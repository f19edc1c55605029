use std::env;
use std::io::{self, Write};
use std::path::PathBuf;

use cuberec::{CardId, CooccurrenceRecommender, Normalization, SnapshotStats, load_snapshot};
use serde::Serialize;

#[derive(Debug)]
struct Args {
    snapshot: PathBuf,
    top: usize,
}

#[derive(Debug, Serialize)]
struct CardRow {
    name: String,
    appearances: u32,
    neighbors: usize,
    strongest_neighbor: Option<String>,
}

#[derive(Debug, Serialize)]
struct Report {
    stats: SnapshotStats,
    most_played: Vec<CardRow>,
}

fn parse_args() -> Result<Args, String> {
    let mut snapshot = None;
    let mut top = 20usize;

    let mut iter = env::args().skip(1);
    while let Some(arg) = iter.next() {
        match arg.as_str() {
            "--snapshot" => {
                snapshot = Some(PathBuf::from(
                    iter.next()
                        .ok_or_else(|| "--snapshot requires a path".to_string())?,
                ));
            }
            "--top" => {
                let raw = iter
                    .next()
                    .ok_or_else(|| "--top requires a number".to_string())?;
                top = raw
                    .parse::<usize>()
                    .map_err(|e| format!("invalid --top value '{raw}': {e}"))?;
            }
            _ => {
                return Err(format!(
                    "unknown argument '{arg}'. supported: --snapshot <dir> --top <n>"
                ));
            }
        }
    }

    Ok(Args {
        snapshot: snapshot.ok_or_else(|| "--snapshot is required".to_string())?,
        top,
    })
}

fn main() -> Result<(), Box<dyn std::error::Error>> {
    env_logger::Builder::from_env(env_logger::Env::default().default_filter_or("warn")).init();
    let args = parse_args().map_err(io::Error::other)?;

    let snapshot = load_snapshot(&args.snapshot, Normalization::Conditional)?;
    let engine = CooccurrenceRecommender::new(&snapshot);
    let matrix = snapshot.matrix();

    let mut by_appearances: Vec<(CardId, &str, u32)> = snapshot
        .index()
        .iter()
        .map(|(id, key)| (id, key, matrix.total_count(id)))
        .collect();
    by_appearances.sort_by(|a, b| b.2.cmp(&a.2).then_with(|| a.1.cmp(b.1)));
    by_appearances.truncate(args.top);

    let most_played = by_appearances
        .into_iter()
        .map(|(id, key, appearances)| CardRow {
            name: key.to_string(),
            appearances,
            neighbors: matrix.row(id).count(),
            strongest_neighbor: engine.neighbors(key, 1).into_vec().pop().map(|card| card.key),
        })
        .collect();

    let report = Report {
        stats: snapshot.stats(),
        most_played,
    };

    let stdout = io::stdout();
    let mut out = stdout.lock();
    serde_json::to_writer_pretty(&mut out, &report)?;
    writeln!(out)?;
    Ok(())
}
//! cuberec - cube card recommendations
//!
//! ## Usage
//!
//! ```text
//! cuberec build --corpus <corpus.json> --out <dir> [--sequential]
//! cuberec recommend --snapshot <dir> --cube <list.txt> [--amount N] [--row-stochastic]
//! cuberec cuts --snapshot <dir> --cube <list.txt> [--amount N] [--row-stochastic]
//! cuberec neighbors --snapshot <dir> --card <name> [--amount N] [--row-stochastic]
//! ```
//!
//! The corpus is a JSON array of card-name arrays. A cube list has one card
//! name per line. Results print as `name<TAB>score`, one per line.
//! Set `RUST_LOG=info` to see build and load progress.

use std::env;
use std::fs;
use std::path::PathBuf;

use cuberec::{
    BuildOptions, Collection, CooccurrenceRecommender, Normalization, RankedRecommendation,
    Snapshot, load_corpus, load_snapshot, normalize_card_name, parse_amount, save_snapshot,
};

const DEFAULT_AMOUNT: usize = 100;

#[derive(Debug, Clone, Copy, PartialEq, Eq)]
enum Command {
    Build,
    Recommend,
    Cuts,
    Neighbors,
}

#[derive(Debug)]
struct Args {
    command: Command,
    corpus: Option<PathBuf>,
    out: Option<PathBuf>,
    snapshot: Option<PathBuf>,
    cube: Option<PathBuf>,
    card: Option<String>,
    amount: usize,
    sequential: bool,
    normalization: Normalization,
}

fn usage() -> &'static str {
    "usage: cuberec <build|recommend|cuts|neighbors> [options]\n\
     \n\
     build      --corpus <corpus.json> --out <dir> [--sequential]\n\
     recommend  --snapshot <dir> --cube <list.txt> [--amount N] [--row-stochastic]\n\
     cuts       --snapshot <dir> --cube <list.txt> [--amount N] [--row-stochastic]\n\
     neighbors  --snapshot <dir> --card <name> [--amount N] [--row-stochastic]"
}

fn parse_args() -> Result<Args, String> {
    let mut iter = env::args().skip(1);
    let command = match iter.next().as_deref() {
        Some("build") => Command::Build,
        Some("recommend") => Command::Recommend,
        Some("cuts") => Command::Cuts,
        Some("neighbors") => Command::Neighbors,
        Some(other) => return Err(format!("unknown command '{other}'\n{}", usage())),
        None => return Err(usage().to_string()),
    };

    let mut args = Args {
        command,
        corpus: None,
        out: None,
        snapshot: None,
        cube: None,
        card: None,
        amount: DEFAULT_AMOUNT,
        sequential: false,
        normalization: Normalization::Conditional,
    };

    while let Some(arg) = iter.next() {
        match arg.as_str() {
            "--corpus" => {
                args.corpus = Some(
                    iter.next()
                        .ok_or_else(|| "--corpus requires a path".to_string())?
                        .into(),
                );
            }
            "--out" => {
                args.out = Some(
                    iter.next()
                        .ok_or_else(|| "--out requires a path".to_string())?
                        .into(),
                );
            }
            "--snapshot" => {
                args.snapshot = Some(
                    iter.next()
                        .ok_or_else(|| "--snapshot requires a path".to_string())?
                        .into(),
                );
            }
            "--cube" => {
                args.cube = Some(
                    iter.next()
                        .ok_or_else(|| "--cube requires a path".to_string())?
                        .into(),
                );
            }
            "--card" => {
                args.card = Some(
                    iter.next()
                        .ok_or_else(|| "--card requires a card name".to_string())?,
                );
            }
            "--amount" => {
                let raw = iter
                    .next()
                    .ok_or_else(|| "--amount requires a number".to_string())?;
                args.amount = parse_amount(&raw)
                    .map_err(|e| format!("invalid --amount value '{raw}': {e}"))?;
            }
            "--sequential" => {
                args.sequential = true;
            }
            "--row-stochastic" => {
                args.normalization = Normalization::RowStochastic;
            }
            _ => {
                return Err(format!("unknown argument '{arg}'\n{}", usage()));
            }
        }
    }

    Ok(args)
}

fn required<'a, T>(value: &'a Option<T>, flag: &str) -> Result<&'a T, String> {
    value
        .as_ref()
        .ok_or_else(|| format!("{flag} is required for this command"))
}

fn print_ranked(ranked: &RankedRecommendation) {
    if ranked.is_empty() {
        eprintln!("No results.");
        return;
    }
    for card in ranked {
        println!("{}\t{:.4}", card.key, card.score);
    }
}

fn build(args: &Args) -> Result<(), Box<dyn std::error::Error>> {
    let corpus = load_corpus(required(&args.corpus, "--corpus")?)?;
    let out = required(&args.out, "--out")?;
    let options = BuildOptions {
        parallel: !args.sequential,
        ..BuildOptions::default()
    };
    let snapshot = Snapshot::build(&corpus, options);
    save_snapshot(&snapshot, out)?;
    let stats = snapshot.stats();
    println!(
        "Indexed {} cards and {} pairs from {} collections into {}",
        stats.cards,
        stats.pairs,
        stats.collections,
        out.display()
    );
    Ok(())
}

fn read_cube(args: &Args) -> Result<Collection, Box<dyn std::error::Error>> {
    let text = fs::read_to_string(required(&args.cube, "--cube")?)?;
    Ok(Collection::parse_list(&text))
}

fn run(args: &Args) -> Result<(), Box<dyn std::error::Error>> {
    if args.command == Command::Build {
        return build(args);
    }

    let snapshot = load_snapshot(required(&args.snapshot, "--snapshot")?, args.normalization)?;
    let engine = CooccurrenceRecommender::new(&snapshot);

    let ranked = if args.command == Command::Neighbors {
        let card = normalize_card_name(required(&args.card, "--card")?);
        if !snapshot.index().contains(&card) {
            eprintln!("Unknown card: {card}");
        }
        engine.neighbors(&card, args.amount)
    } else {
        let cube = read_cube(args)?;
        let known = snapshot.index().resolve(&cube).len();
        if known < cube.len() {
            eprintln!(
                "Skipping {} unknown cards (e.g. custom cards)",
                cube.len() - known
            );
        }
        if args.command == Command::Cuts {
            engine.suggest_cuts(&cube, args.amount)
        } else {
            engine.recommend(&cube, args.amount)
        }
    };

    print_ranked(&ranked);
    Ok(())
}

fn main() {
    env_logger::Builder::from_env(env_logger::Env::default().default_filter_or("warn")).init();

    let args = match parse_args() {
        Ok(args) => args,
        Err(err) => {
            eprintln!("{err}");
            std::process::exit(1);
        }
    };

    if let Err(err) = run(&args) {
        eprintln!("Error: {err}");
        std::process::exit(1);
    }
}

══════════════════════════════

**Exercise:**
What is wanted is the line containing "print_ranked(&ranked);" and every line after it through the last line of the entries, printed exactly.

**Exercise output:**
    print_ranked(&ranked);
    Ok(())
}

fn main() {
    env_logger::Builder::from_env(env_logger::Env::default().default_filter_or("warn")).init();

    let args = match parse_args() {
        Ok(args) => args,
        Err(err) => {
            eprintln!("{err}");
            std::process::exit(1);
        }
    };

    if let Err(err) = run(&args) {
        eprintln!("Error: {err}");
        std::process::exit(1);
    }
}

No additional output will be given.